ACTIVITY: Up to and including the line with "use std::marker::PhantomData;", output the records exactly as they appear.

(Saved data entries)

********************

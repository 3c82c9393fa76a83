//! Record store backends
//!
//! A store owns one durable collection and exposes exactly two operations:
//! load the whole collection and replace the whole collection. Serialising
//! concurrent writers is the caller's job (see [`crate::database::DatabaseService`]).

use std::future::Future;
use std::marker::PhantomData;
use std::path::{Path, PathBuf};
use std::sync::atomic::{AtomicUsize, Ordering};
use std::sync::Arc;
use std::time::{Duration, Instant};

use async_trait::async_trait;
use serde::de::DeserializeOwned;
use serde::Serialize;
use tokio::io::AsyncWriteExt;
use tokio::sync::RwLock;
use tracing::{debug, warn};

use crate::utils::errors::{EventHubError, Result};
use crate::utils::helpers::generate_id;
use crate::utils::logging::log_storage_operation;

/// Durable keyed collection behind a load-all / save-all contract
#[async_trait]
pub trait RecordStore<T>: Send + Sync {
    /// Collection name used in logs
    fn name(&self) -> &str;

    async fn load_all(&self) -> Result<Vec<T>>;

    /// Replace the stored collection. Must be all-or-nothing.
    async fn save_all(&self, records: &[T]) -> Result<()>;
}

/// Collection persisted as a pretty-printed JSON array in a single file
pub struct JsonFileStore<T> {
    name: String,
    path: PathBuf,
    max_retries: u32,
    retry_backoff: Duration,
    _records: PhantomData<fn() -> T>,
}

impl<T> JsonFileStore<T> {
    pub fn new(path: impl Into<PathBuf>, max_retries: u32, retry_backoff: Duration) -> Self {
        let path = path.into();
        let name = path
            .file_stem()
            .map(|stem| stem.to_string_lossy().into_owned())
            .unwrap_or_else(|| "collection".to_string());

        Self {
            name,
            path,
            max_retries: max_retries.max(1),
            retry_backoff,
            _records: PhantomData,
        }
    }

    pub fn path(&self) -> &Path {
        &self.path
    }

    /// Run an I/O step, retrying transient failures with linear backoff
    async fn with_retry<R, F, Fut>(&self, operation: &str, mut step: F) -> std::io::Result<R>
    where
        F: FnMut() -> Fut,
        Fut: Future<Output = std::io::Result<R>>,
    {
        let mut attempt = 1;
        loop {
            match step().await {
                Ok(value) => return Ok(value),
                Err(e) if attempt < self.max_retries => {
                    warn!(
                        collection = %self.name,
                        operation = operation,
                        attempt = attempt,
                        error = %e,
                        "Storage I/O failed, retrying"
                    );
                    tokio::time::sleep(self.retry_backoff * attempt).await;
                    attempt += 1;
                }
                Err(e) => return Err(e),
            }
        }
    }

    async fn read_raw(&self) -> std::io::Result<Option<String>> {
        match tokio::fs::read_to_string(&self.path).await {
            Ok(raw) => Ok(Some(raw)),
            Err(e) if e.kind() == std::io::ErrorKind::NotFound => Ok(None),
            Err(e) => Err(e),
        }
    }

    /// Write to a sibling temp file, sync it, then rename over the target.
    async fn write_atomic(&self, body: &[u8]) -> std::io::Result<()> {
        if let Some(parent) = self.path.parent() {
            if !parent.as_os_str().is_empty() {
                tokio::fs::create_dir_all(parent).await?;
            }
        }

        let mut tmp_name = self.path.file_name().unwrap_or_default().to_os_string();
        tmp_name.push(format!(".{}.tmp", generate_id()));
        let tmp_path = self.path.with_file_name(tmp_name);

        let written = async {
            let mut file = tokio::fs::File::create(&tmp_path).await?;
            file.write_all(body).await?;
            file.sync_all().await?;
            tokio::fs::rename(&tmp_path, &self.path).await
        }
        .await;

        if written.is_err() {
            let _ = tokio::fs::remove_file(&tmp_path).await;
        }
        written
    }

    fn storage_error(&self, operation: &str, e: impl std::fmt::Display) -> EventHubError {
        EventHubError::Storage(format!(
            "{} of {} failed: {}",
            operation,
            self.path.display(),
            e
        ))
    }
}

#[async_trait]
impl<T> RecordStore<T> for JsonFileStore<T>
where
    T: Serialize + DeserializeOwned + Send + Sync + 'static,
{
    fn name(&self) -> &str {
        &self.name
    }

    async fn load_all(&self) -> Result<Vec<T>> {
        let started = Instant::now();
        let raw = self
            .with_retry("load", || self.read_raw())
            .await
            .map_err(|e| {
                log_storage_operation("load", &self.name, 0, elapsed_ms(started), false);
                self.storage_error("load", e)
            })?;

        let records = match raw {
            Some(raw) if !raw.trim().is_empty() => {
                serde_json::from_str::<Vec<T>>(&raw).map_err(|e| {
                    log_storage_operation("load", &self.name, 0, elapsed_ms(started), false);
                    self.storage_error("parse", e)
                })?
            }
            _ => {
                debug!(collection = %self.name, path = %self.path.display(), "Collection file missing or empty");
                Vec::new()
            }
        };

        log_storage_operation("load", &self.name, records.len(), elapsed_ms(started), true);
        Ok(records)
    }

    async fn save_all(&self, records: &[T]) -> Result<()> {
        let started = Instant::now();
        let body = serde_json::to_vec_pretty(records)?;

        self.with_retry("save", || self.write_atomic(&body))
            .await
            .map_err(|e| {
                log_storage_operation("save", &self.name, records.len(), elapsed_ms(started), false);
                self.storage_error("save", e)
            })?;

        log_storage_operation("save", &self.name, records.len(), elapsed_ms(started), true);
        Ok(())
    }
}

/// In-process collection, used for tests and embedding
pub struct MemoryStore<T> {
    name: String,
    records: RwLock<Vec<T>>,
    failing_saves: AtomicUsize,
}

impl<T> MemoryStore<T> {
    pub fn new(name: impl Into<String>) -> Self {
        Self::with_records(name, Vec::new())
    }

    pub fn with_records(name: impl Into<String>, records: Vec<T>) -> Self {
        Self {
            name: name.into(),
            records: RwLock::new(records),
            failing_saves: AtomicUsize::new(0),
        }
    }

    /// Make the next `count` saves fail without touching the stored records.
    pub fn fail_next_saves(&self, count: usize) {
        self.failing_saves.store(count, Ordering::SeqCst);
    }
}

#[async_trait]
impl<T> RecordStore<T> for MemoryStore<T>
where
    T: Clone + Send + Sync + 'static,
{
    fn name(&self) -> &str {
        &self.name
    }

    async fn load_all(&self) -> Result<Vec<T>> {
        Ok(self.records.read().await.clone())
    }

    async fn save_all(&self, records: &[T]) -> Result<()> {
        let injected = self
            .failing_saves
            .fetch_update(Ordering::SeqCst, Ordering::SeqCst, |n| n.checked_sub(1))
            .is_ok();
        if injected {
            return Err(EventHubError::Storage(format!(
                "simulated write failure on {}",
                self.name
            )));
        }

        *self.records.write().await = records.to_vec();
        Ok(())
    }
}

/// Shared handle to any store implementation
pub type SharedStore<T> = Arc<dyn RecordStore<T>>;

fn elapsed_ms(started: Instant) -> u64 {
    started.elapsed().as_millis() as u64
}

********************

RESPONSE FOR THIS EXERCISE:
repository 3c82c9393fa76a83
//! Record store backends
//!
//! A store owns one durable collection and exposes exactly two operations:
//! load the whole collection and replace the whole collection. Serialising
//! concurrent writers is the caller's job (see [`crate::database::DatabaseService`]).

use std::future::Future;
use std::marker::PhantomData;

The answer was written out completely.